■ INPUT DATA ■
-- Opening Marker --

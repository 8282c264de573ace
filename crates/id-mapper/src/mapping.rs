//! The committed mapping file.
//!
//! One [`MappingRecord`] per identity group, written as a pretty JSON array in
//! a fixed field order. Numeric ids are written as numbers.

use crate::graph::{compare_native_ids, IdentityGroup, NodeKey};
use serde::{Deserialize, Deserializer, Serialize};
use shared::{MediaKind, MediaType, SeasonInfo, Service, TypeLabel};
use std::cmp::Ordering;

/// One line of the mapping file
#[derive(Debug, Clone, Default, PartialEq, Serialize, Deserialize)]
pub struct MappingRecord {
    #[serde(rename = "type", default, skip_serializing_if = "Option::is_none")]
    pub media_type: Option<String>,
    #[serde(default, deserialize_with = "numeric_id", skip_serializing_if = "Option::is_none")]
    pub anidb_id: Option<u64>,
    #[serde(default, deserialize_with = "numeric_id", skip_serializing_if = "Option::is_none")]
    pub anilist_id: Option<u64>,
    #[serde(default, deserialize_with = "numeric_id", skip_serializing_if = "Option::is_none")]
    pub mal_id: Option<u64>,
    #[serde(default, deserialize_with = "numeric_id", skip_serializing_if = "Option::is_none")]
    pub animenewsnetwork_id: Option<u64>,
    #[serde(rename = "anime-planet_id", default, skip_serializing_if = "Option::is_none")]
    pub animeplanet_id: Option<String>,
    #[serde(default, deserialize_with = "numeric_id", skip_serializing_if = "Option::is_none")]
    pub kitsu_id: Option<u64>,
    #[serde(default, deserialize_with = "numeric_id", skip_serializing_if = "Option::is_none")]
    pub livechart_id: Option<u64>,
    #[serde(default, deserialize_with = "numeric_id", skip_serializing_if = "Option::is_none")]
    pub simkl_id: Option<u64>,
    #[serde(default, deserialize_with = "numeric_id", skip_serializing_if = "Option::is_none")]
    pub themoviedb_id: Option<u64>,
    #[serde(default, deserialize_with = "numeric_id", skip_serializing_if = "Option::is_none")]
    pub tvdb_id: Option<u64>,
    #[serde(default, skip_serializing_if = "Option::is_none")]
    pub imdb_id: Option<String>,
    #[serde(default, skip_serializing_if = "Option::is_none")]
    pub season: Option<SeasonInfo>,
}

/// Accept ids written either as numbers or as digit strings
fn numeric_id<'de, D>(deserializer: D) -> Result<Option<u64>, D::Error>
where
    D: Deserializer<'de>,
{
    #[derive(Deserialize)]
    #[serde(untagged)]
    enum Raw {
        Number(u64),
        Text(String),
    }

    match Option::<Raw>::deserialize(deserializer)? {
        None => Ok(None),
        Some(Raw::Number(n)) => Ok(Some(n)),
        Some(Raw::Text(text)) => text
            .trim()
            .parse()
            .map(Some)
            .map_err(|_| serde::de::Error::custom(format!("invalid numeric id: {:?}", text))),
    }
}

impl MappingRecord {
    fn numeric_slot(&mut self, service: Service) -> Option<&mut Option<u64>> {
        let slot = match service {
            Service::Anidb => &mut self.anidb_id,
            Service::Anilist => &mut self.anilist_id,
            Service::Mal => &mut self.mal_id,
            Service::AnimeNewsNetwork => &mut self.animenewsnetwork_id,
            Service::Kitsu => &mut self.kitsu_id,
            Service::Livechart => &mut self.livechart_id,
            Service::Simkl => &mut self.simkl_id,
            Service::Tmdb => &mut self.themoviedb_id,
            Service::Tvdb => &mut self.tvdb_id,
            Service::AnimePlanet | Service::Imdb => return None,
        };
        Some(slot)
    }

    /// Store a canonical id; returns false if it does not fit the service
    pub fn set_id(&mut self, service: Service, native_id: &str) -> bool {
        match service {
            Service::AnimePlanet => self.animeplanet_id = Some(native_id.to_string()),
            Service::Imdb => self.imdb_id = Some(native_id.to_string()),
            numeric => {
                let (Ok(value), Some(slot)) = (native_id.parse::<u64>(), self.numeric_slot(numeric))
                else {
                    return false;
                };
                *slot = Some(value);
            }
        }
        true
    }

    pub fn id(&self, service: Service) -> Option<String> {
        let numeric = match service {
            Service::AnimePlanet => return self.animeplanet_id.clone(),
            Service::Imdb => return self.imdb_id.clone(),
            Service::Anidb => self.anidb_id,
            Service::Anilist => self.anilist_id,
            Service::Mal => self.mal_id,
            Service::AnimeNewsNetwork => self.animenewsnetwork_id,
            Service::Kitsu => self.kitsu_id,
            Service::Livechart => self.livechart_id,
            Service::Simkl => self.simkl_id,
            Service::Tmdb => self.themoviedb_id,
            Service::Tvdb => self.tvdb_id,
        };
        numeric.map(|n| n.to_string())
    }

    /// Present ids in field order
    pub fn ids(&self) -> Vec<(Service, String)> {
        Service::ALL
            .iter()
            .filter_map(|service| self.id(*service).map(|id| (*service, id)))
            .collect()
    }

    pub fn base_id(&self, kind: MediaKind) -> Option<String> {
        self.id(kind.base_service())
    }

    /// The record's type, if it names a type of `kind`
    pub fn parsed_type(&self, kind: MediaKind) -> Option<MediaType> {
        match MediaType::parse_label(self.media_type.as_deref()?) {
            TypeLabel::Known(media_type) if media_type.kind() == kind => Some(media_type),
            _ => None,
        }
    }

    fn first_key(&self) -> Option<NodeKey> {
        self.ids()
            .into_iter()
            .next()
            .map(|(service, id)| NodeKey::new(service, id))
    }
}

/// Turns identity groups into mapping records and back
#[derive(Debug, Clone)]
pub struct MappingSerializer {
    kind: MediaKind,
    emit_unanchored: bool,
}

impl MappingSerializer {
    pub fn new(kind: MediaKind, emit_unanchored: bool) -> Self {
        Self {
            kind,
            emit_unanchored,
        }
    }

    /// Record for a group, or None when the group is not emitted
    pub fn serialize_group(&self, group: &IdentityGroup) -> Option<MappingRecord> {
        if !group.observed || (!group.is_anchored() && !self.emit_unanchored) {
            return None;
        }

        let mut record = MappingRecord {
            media_type: group.media_type.map(|t| t.as_str().to_string()),
            season: group.season.filter(|s| !s.is_empty()),
            ..MappingRecord::default()
        };
        for (service, native_id) in &group.ids {
            if self.kind.includes(*service) {
                record.set_id(*service, native_id);
            }
        }

        if record.ids().is_empty() {
            return None;
        }
        Some(record)
    }

    /// Order by base id, base-less records last by their first id
    pub fn sort(&self, records: &mut [MappingRecord]) {
        let base = self.kind.base_service();
        records.sort_by(|a, b| match (a.base_id(self.kind), b.base_id(self.kind)) {
            (Some(x), Some(y)) => compare_native_ids(base, &x, &y),
            (Some(_), None) => Ordering::Less,
            (None, Some(_)) => Ordering::Greater,
            (None, None) => a.first_key().cmp(&b.first_key()),
        });
    }

    /// Pretty JSON with a trailing newline
    pub fn render(&self, records: &[MappingRecord]) -> Result<String, serde_json::Error> {
        let mut content = serde_json::to_string_pretty(records)?;
        content.push('\n');
        Ok(content)
    }

    pub fn parse(&self, content: &str) -> Result<Vec<MappingRecord>, serde_json::Error> {
        serde_json::from_str(content)
    }
}

#[cfg(test)]
mod tests {
    use super::*;
    use std::collections::BTreeMap;

    fn group(ids: &[(Service, &str)], observed: bool) -> IdentityGroup {
        let ids: BTreeMap<Service, String> = ids.iter().map(|(s, i)| (*s, i.to_string())).collect();
        let (service, id) = ids.iter().next().unwrap();
        IdentityGroup {
            representative: NodeKey::new(*service, id.clone()),
            base_id: ids.get(&Service::Anidb).cloned(),
            ids,
            media_type: Some(MediaType::Tv),
            season: None,
            observed,
        }
    }

    #[test]
    fn test_field_order_and_shapes() {
        let serializer = MappingSerializer::new(MediaKind::Anime, true);
        let mut g = group(
            &[
                (Service::Imdb, "tt0213338"),
                (Service::Anidb, "23"),
                (Service::AnimePlanet, "cowboy-bebop"),
                (Service::Mal, "1"),
            ],
            true,
        );
        g.season = Some(SeasonInfo {
            tvdb: Some(1),
            tmdb: None,
        });

        let record = serializer.serialize_group(&g).unwrap();
        let json = serializer.render(&[record]).unwrap();
        assert!(json.ends_with("]\n"));

        let expected = r#"[
  {
    "type": "TV",
    "anidb_id": 23,
    "mal_id": 1,
    "anime-planet_id": "cowboy-bebop",
    "imdb_id": "tt0213338",
    "season": {
      "tvdb": 1
    }
  }
]
"#;
        assert_eq!(json, expected);
    }

    #[test]
    fn test_field_names_match_services() {
        for service in Service::ALL {
            let id = match service {
                Service::Imdb => "tt7",
                Service::AnimePlanet => "slug",
                _ => "7",
            };
            let mut record = MappingRecord::default();
            assert!(record.set_id(service, id));

            let json = serde_json::to_value(&record).unwrap();
            let fields: Vec<&String> = json.as_object().unwrap().keys().collect();
            assert_eq!(fields, vec![service.field_name()], "{service}");
            assert_eq!(record.id(service).as_deref(), Some(id));
        }
    }

    #[test]
    fn test_unobserved_and_unanchored_groups() {
        let serializer = MappingSerializer::new(MediaKind::Anime, false);
        assert!(serializer
            .serialize_group(&group(&[(Service::Anidb, "1")], false))
            .is_none());
        assert!(serializer
            .serialize_group(&group(&[(Service::Mal, "5")], true))
            .is_none());

        let serializer = MappingSerializer::new(MediaKind::Anime, true);
        let record = serializer
            .serialize_group(&group(&[(Service::Mal, "5")], true))
            .unwrap();
        assert_eq!(record.base_id(MediaKind::Anime), None);
        assert_eq!(record.mal_id, Some(5));
    }

    #[test]
    fn test_sort_order() {
        let serializer = MappingSerializer::new(MediaKind::Anime, true);
        let mut records = Vec::new();
        for ids in [
            vec![(Service::Kitsu, "3")],
            vec![(Service::Anidb, "10")],
            vec![(Service::Mal, "7")],
            vec![(Service::Anidb, "9"), (Service::Mal, "1")],
        ] {
            let mut record = MappingRecord::default();
            for (service, id) in ids {
                assert!(record.set_id(service, id));
            }
            records.push(record);
        }

        serializer.sort(&mut records);
        let keys: Vec<_> = records.iter().map(|r| r.ids()[0].clone()).collect();
        assert_eq!(
            keys,
            vec![
                (Service::Anidb, "9".to_string()),
                (Service::Anidb, "10".to_string()),
                (Service::Mal, "7".to_string()),
                (Service::Kitsu, "3".to_string()),
            ]
        );
    }

    #[test]
    fn test_parse_accepts_string_ids() {
        let serializer = MappingSerializer::new(MediaKind::Manga, true);
        let records = serializer
            .parse(r#"[{"type": "MANGA", "anilist_id": "30013", "mal_id": 13, "extra": true}]"#)
            .unwrap();

        assert_eq!(records[0].anilist_id, Some(30013));
        assert_eq!(records[0].parsed_type(MediaKind::Manga), Some(MediaType::Manga));
        assert_eq!(records[0].parsed_type(MediaKind::Anime), None);
        assert_eq!(
            records[0].ids(),
            vec![(Service::Anilist, "30013".to_string()), (Service::Mal, "13".to_string())]
        );

        assert!(serializer.parse(r#"[{"mal_id": "abc"}]"#).is_err());
        assert!(serializer.parse("{}").is_err());
    }

    #[test]
    fn test_set_id_rejects_non_numeric() {
        let mut record = MappingRecord::default();
        assert!(!record.set_id(Service::Tvdb, "movie"));
        assert!(record.set_id(Service::Imdb, "tt1"));
        assert_eq!(record.id(Service::Imdb).as_deref(), Some("tt1"));
        assert_eq!(record.tvdb_id, None);
    }
}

-- Closing Marker --

■ PROMPT ■
Scan the listing above and work out how many of its lines contain the word "next". Report only that number.

■ RESPONSE FOR THIS EXERCISE ■
2